Despite the warm atmosphere at their meetings, Clinton and Suu Kyi both warned of serious worries in Burma. Activists say anywhere from hundreds to more than 1,500 political prisoners remain jailed and that rape and forced labor remain common in ethnic enclaves torn by decades of war.
“All hostilities must cease within this country as soon as possible,” Suu Kyi said.
“Whatever we do in the predominantly Burmese areas we hope will be matched by similar programs and projects in the ethnic nationality areas. Because we are a union of many peoples and in a union of many peoples there must be equality.”
Suu Kyi repeatedly urged the rule of law, demanding that all political prisoners be released and “that no more are arrested in the future for their beliefs.”
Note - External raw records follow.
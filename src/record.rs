//! Canonical record set
//!
//! The normalizer's output contract. These records are the entire surface
//! handed to the storage collaborator; the pipeline never issues storage
//! writes itself. All ids are pure functions of stable source fields, so
//! re-running normalization on unchanged input yields byte-identical ids.
//!
//! Aggregate fields are `Option` and skipped during serialization when
//! absent: a field that sums to zero is omitted, distinguishing "no data"
//! from "no change".

use serde::Serialize;

use crate::source::Source;

/// One conversation plus every record scoped under it. The output of a
/// single normalization pass for a single session.
#[derive(Debug, Clone, Serialize)]
#[serde(rename_all = "camelCase")]
pub struct NormalizedConversation {
    pub conversation: Conversation,
    pub messages: Vec<Message>,
    pub tool_calls: Vec<ToolCall>,
    pub conversation_files: Vec<ConversationFile>,
    pub message_files: Vec<MessageFile>,
    pub file_edits: Vec<FileEdit>,
}

/// Enough information to re-locate the raw session.
#[derive(Debug, Clone, Serialize)]
#[serde(rename_all = "camelCase")]
pub struct SourceRef {
    pub source: Source,
    pub session_id: String,
    pub path: String,
}

#[derive(Debug, Clone, Serialize)]
#[serde(rename_all = "camelCase")]
pub struct Conversation {
    pub id: String,
    pub source: Source,
    pub title: String,
    #[serde(skip_serializing_if = "Option::is_none")]
    pub workspace_path: Option<String>,
    #[serde(skip_serializing_if = "Option::is_none")]
    pub project_name: Option<String>,
    #[serde(skip_serializing_if = "Option::is_none")]
    pub git_branch: Option<String>,
    #[serde(skip_serializing_if = "Option::is_none")]
    pub model: Option<String>,
    #[serde(skip_serializing_if = "Option::is_none")]
    pub mode: Option<String>,
    #[serde(skip_serializing_if = "Option::is_none")]
    pub created_at: Option<String>,
    #[serde(skip_serializing_if = "Option::is_none")]
    pub updated_at: Option<String>,
    /// Always the filtered message list's length
    pub message_count: usize,
    #[serde(skip_serializing_if = "Option::is_none")]
    pub total_input_tokens: Option<u64>,
    #[serde(skip_serializing_if = "Option::is_none")]
    pub total_output_tokens: Option<u64>,
    #[serde(skip_serializing_if = "Option::is_none")]
    pub total_cache_creation_tokens: Option<u64>,
    #[serde(skip_serializing_if = "Option::is_none")]
    pub total_cache_read_tokens: Option<u64>,
    #[serde(skip_serializing_if = "Option::is_none")]
    pub total_lines_added: Option<u64>,
    #[serde(skip_serializing_if = "Option::is_none")]
    pub total_lines_removed: Option<u64>,
    pub source_ref: SourceRef,
}

#[derive(Debug, Clone, Serialize)]
#[serde(rename_all = "camelCase")]
pub struct Message {
    pub id: String,
    pub conversation_id: String,
    /// Position within the filtered list: 0-based, contiguous
    pub message_index: usize,
    pub role: String,
    pub content: String,
    #[serde(skip_serializing_if = "Option::is_none")]
    pub timestamp: Option<String>,
    #[serde(skip_serializing_if = "Option::is_none")]
    pub input_tokens: Option<u64>,
    #[serde(skip_serializing_if = "Option::is_none")]
    pub output_tokens: Option<u64>,
    #[serde(skip_serializing_if = "Option::is_none")]
    pub cache_creation_tokens: Option<u64>,
    #[serde(skip_serializing_if = "Option::is_none")]
    pub cache_read_tokens: Option<u64>,
    #[serde(skip_serializing_if = "Option::is_none")]
    pub lines_added: Option<u64>,
    #[serde(skip_serializing_if = "Option::is_none")]
    pub lines_removed: Option<u64>,
}

#[derive(Debug, Clone, Serialize)]
#[serde(rename_all = "camelCase")]
pub struct ToolCall {
    pub id: String,
    pub conversation_id: String,
    pub message_id: String,
    pub call_id: String,
    pub tool_name: String,
    pub input: String,
    #[serde(skip_serializing_if = "Option::is_none")]
    pub output: Option<String>,
    #[serde(skip_serializing_if = "Option::is_none")]
    pub file_path: Option<String>,
}

/// A file's role across the whole conversation (first-seen role wins).
#[derive(Debug, Clone, Serialize)]
#[serde(rename_all = "camelCase")]
pub struct ConversationFile {
    pub id: String,
    pub conversation_id: String,
    pub path: String,
    pub role: String,
}

#[derive(Debug, Clone, Serialize)]
#[serde(rename_all = "camelCase")]
pub struct MessageFile {
    pub id: String,
    pub conversation_id: String,
    pub message_id: String,
    pub path: String,
    pub role: String,
}

#[derive(Debug, Clone, Serialize)]
#[serde(rename_all = "camelCase")]
pub struct FileEdit {
    pub id: String,
    pub conversation_id: String,
    pub message_id: String,
    pub path: String,
    pub edit_type: String,
    pub lines_added: u64,
    pub lines_removed: u64,
}
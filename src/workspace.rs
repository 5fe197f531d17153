//! Workspace root inference
//!
//! Some sources never record a working directory; the only signal left is
//! the set of absolute file paths the session touched. The inferred root
//! is the longest path prefix shared by all of them, trimmed back past
//! conventional source-tree directories.

use std::collections::HashMap;

/// Directory names that mark the inside of a project rather than its root.
/// A shared prefix is cut just before the first of these.
const PROJECT_INDICATORS: &[&str] = &[
    "src",
    "lib",
    "app",
    "apps",
    "source",
    "sources",
    "pkg",
    "packages",
    "node_modules",
    "vendor",
    "target",
    "build",
    "dist",
    "out",
    "test",
    "tests",
    "spec",
    "__tests__",
];

/// Infer a project root from absolute file paths referenced in a session.
///
/// Returns `None` when no paths are given or no candidate survives.
pub fn infer_workspace_root(paths: &[String]) -> Option<String> {
    let split: Vec<Vec<&str>> = paths
        .iter()
        .filter(|p| p.starts_with('/'))
        .map(|p| p.split('/').filter(|s| !s.is_empty()).collect())
        .filter(|segs: &Vec<&str>| !segs.is_empty())
        .collect();

    if split.is_empty() {
        return None;
    }

    let prefix = shared_prefix(&split);
    if !prefix.is_empty() {
        return finish_candidate(&prefix);
    }

    // No single prefix covers all paths: vote across per-path candidates,
    // preferring the most frequent, then the longest.
    let mut votes: HashMap<String, usize> = HashMap::new();
    for segs in &split {
        if let Some(candidate) = finish_candidate(segs) {
            *votes.entry(candidate).or_insert(0) += 1;
        }
    }
    votes
        .into_iter()
        .max_by(|(a, ca), (b, cb)| ca.cmp(cb).then(a.len().cmp(&b.len())))
        .map(|(candidate, _)| candidate)
}

/// Display name for an inferred root: its final segment.
pub fn workspace_display_name(root: &str) -> Option<String> {
    root.rsplit('/')
        .find(|s| !s.is_empty())
        .map(|s| s.to_string())
}

/// Longest run of segments shared positionally by every path.
fn shared_prefix<'a>(split: &[Vec<&'a str>]) -> Vec<&'a str> {
    let first = &split[0];
    let mut len = first.len();
    for segs in &split[1..] {
        let common = first
            .iter()
            .zip(segs.iter())
            .take_while(|(a, b)| a == b)
            .count();
        len = len.min(common);
        if len == 0 {
            return vec![];
        }
    }
    first[..len].to_vec()
}

/// Turn a segment run into a root path: cut before the first project
/// indicator, else drop a trailing filename-looking segment.
fn finish_candidate(segments: &[&str]) -> Option<String> {
    let mut segs = segments;
    if let Some(idx) = segs.iter().position(|s| PROJECT_INDICATORS.contains(s)) {
        segs = &segs[..idx];
    } else if segs.len() > 1 && segs[segs.len() - 1].contains('.') {
        segs = &segs[..segs.len() - 1];
    }
    if segs.is_empty() {
        return None;
    }
    Some(format!("/{}", segs.join("/")))
}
Suu Kyi’s National League for Democracy swept 1990 elections but the military junta never allowed her to take power. Her blessing is seen as critical to any future US move to ease sweeping sanctions.
Suu Kyi tentatively embraced reforms enacted by Burma’s new civilian government. She thanked Clinton and Obama for their “careful and calibrated” engagement that has seen the US take some modest steps to improve ties.
“We are happy with the way in which the United States is engaging with us,” she said. “Because of this engagement, I think our way ahead will be clearer and we will be able to trust that the process of democratization will go forward.”
As she did on Thursday, Clinton said more significant incentives would be offered but only if the government released all political prisoners, ended brutal campaigns against ethnic minorities, respected the rule of law and improved human rights conditions.
Suu Kyi, who now plans to run in upcoming parliamentary elections, endorsed that approach and called for the immediate release of all political prisoners and ceasefires to end the ethnic conflicts.
A heroine for prodemocracy, Suu Kyi advocates around the world, said Clinton’s visit represented “a historical moment for both our countries.”
With US assistance and pressure on the government, which is still backed by the military, she said she believed change was on the horizon for Burma.
Clinton’s meetings with Suu Kyi were the highlight of her visit to the long-isolated country and forcefully underscored a US challenge to its leaders: The new civilian government must expand recent reforms, including the release of political prisoners, to improve relations as it emerges from more than a half-century of repressive military rule.
“We believe that any political prisoner anywhere should be released,” Clinton told reporters. “One political prisoner is one too many in our view.”
US officials warned that even the modest incentives Clinton offered to Burma’s new leaders this week would come off the table if the country failed the political-prisoners and other tests of reform.
Clinton offered a small package of rewards for steps President Thein Sein and other leaders have already taken but said the US was not ready to lift tough sanctions.
Clinton announced that Washington would no longer block enhanced cooperation between Burma and the International Monetary Fund that could lead to much-needed loans. She said the US would also support intensified UN health and microfinance programs and resume bilateral counternarcotics efforts.
She also said the US would begin talks on resuming work to find the remains of 600 US servicepeople left unaccounted for in World War II and consider an upgrade to full diplomatic relations, which were broken off after the 1990 election debacle.
The military seized power in 1962 and ruled until March, when the ruling junta nominally handed power to civilians.
Obama announced Clinton’s mission last month as part of a renewed US focus on Asia, which comes amid mounting concern in much of the continent over the growing assertiveness of China.